Hyperglycemia-induced cardiomyocyte death is mediated by lysosomal membrane injury and aberrant expression of cathepsin D.

Hyperglycemia is an independent risk factor for diabetic heart failure. However, the mechanisms that mediate hyperglycemia-induced cardiac damage remain poorly understood. Previous studies have shown an association between lysosomal dysfunction and diabetic heart injury. The present study examined if mimicking hyperglycemia in cultured cardiomyocytes could induce lysosomal membrane permeabilization (LMP), leading to the release of lysosome enzymes and subsequent cell death. High glucose (HG) reduced the number of lysosomes with acidic pH as shown by a fluorescent pH indicator. Also, HG induced lysosomal membrane injury as shown by an accumulation of Galectin3-RFP puncta, which was accompanied by the leakage of cathepsin D (CTSD), an aspartic protease that normally resides within the lysosomal lumen.
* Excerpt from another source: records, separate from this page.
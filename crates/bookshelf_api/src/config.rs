//! HTTP server configuration
//!
//! Bind address, database location and CORS origins.

use serde::{Deserialize, Serialize};
use std::path::PathBuf;

/// Environment variable consulted when no database path is given explicitly.
pub const DB_PATH_ENV: &str = "BOOKSHELF_DB_PATH";

const DEFAULT_DB_FILE_NAME: &str = "book_collection.db";

/// HTTP server configuration
#[derive(Debug, Clone, PartialEq, Eq, Serialize, Deserialize)]
pub struct ServerConfig {
    /// Host to bind to (default: "127.0.0.1")
    #[serde(default = "default_host")]
    pub host: String,

    /// Port to bind to (default: 8000)
    #[serde(default = "default_port")]
    pub port: u16,

    /// SQLite database file (default: "book_collection.db")
    #[serde(default = "default_db_path")]
    pub db_path: PathBuf,

    /// CORS allowed origins; empty disables CORS handling
    #[serde(default)]
    pub cors_origins: Vec<String>,
}

fn default_host() -> String {
    "127.0.0.1".to_string()
}

fn default_port() -> u16 {
    8000
}

fn default_db_path() -> PathBuf {
    PathBuf::from(DEFAULT_DB_FILE_NAME)
}

impl Default for ServerConfig {
    fn default() -> Self {
        Self {
            host: default_host(),
            port: default_port(),
            db_path: default_db_path(),
            cors_origins: Vec::new(),
        }
    }
}

impl ServerConfig {
    /// Create a new config with specified port
    pub fn with_port(port: u16) -> Self {
        Self {
            port,
            ..Default::default()
        }
    }

    /// Get the socket address string
    pub fn socket_addr(&self) -> String {
        format!("{}:{}", self.host, self.port)
    }
}

/// Picks the database path: explicit value, then `BOOKSHELF_DB_PATH`, then
/// the default file name in the working directory.
pub fn resolve_db_path(explicit: Option<PathBuf>) -> PathBuf {
    if let Some(path) = explicit {
        return path;
    }
    if let Ok(raw) = std::env::var(DB_PATH_ENV) {
        let trimmed = raw.trim();
        if !trimmed.is_empty() {
            return PathBuf::from(trimmed);
        }
    }
    default_db_path()
}
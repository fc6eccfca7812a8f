//! HTTP surface for the Bookshelf catalog.
//!
//! # Endpoints
//!
//! - `GET /health` - liveness and version
//! - `POST /books`, `GET /books` - create and paginated list
//! - `GET /books/search` - substring search over title, author, year
//! - `GET|PUT|DELETE /books/:id` - single-record access

pub mod config;
pub mod error;
pub mod routes;
pub mod server;

pub use config::{resolve_db_path, ServerConfig, DB_PATH_ENV};
pub use error::{ApiError, ErrorDetail};
pub use routes::{catalog_routes, AppState};
pub use server::CatalogServer;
Furthermore, CTSD expression was increased in HG-cultured cardiomyocytes and in the hearts of 2 mouse models of type 1 diabetes. Either CTSD knockdown with siRNA or inhibition of CTSD activity by pepstatin A markedly diminished HG-induced cardiomyocyte death, while CTSD overexpression exaggerated HG-induced cell death. Together, these results suggested that HG increased CTSD expression, induced LMP and triggered CTSD release from the lysosomes, which collectively contributed to HG-induced cardiomyocyte injury.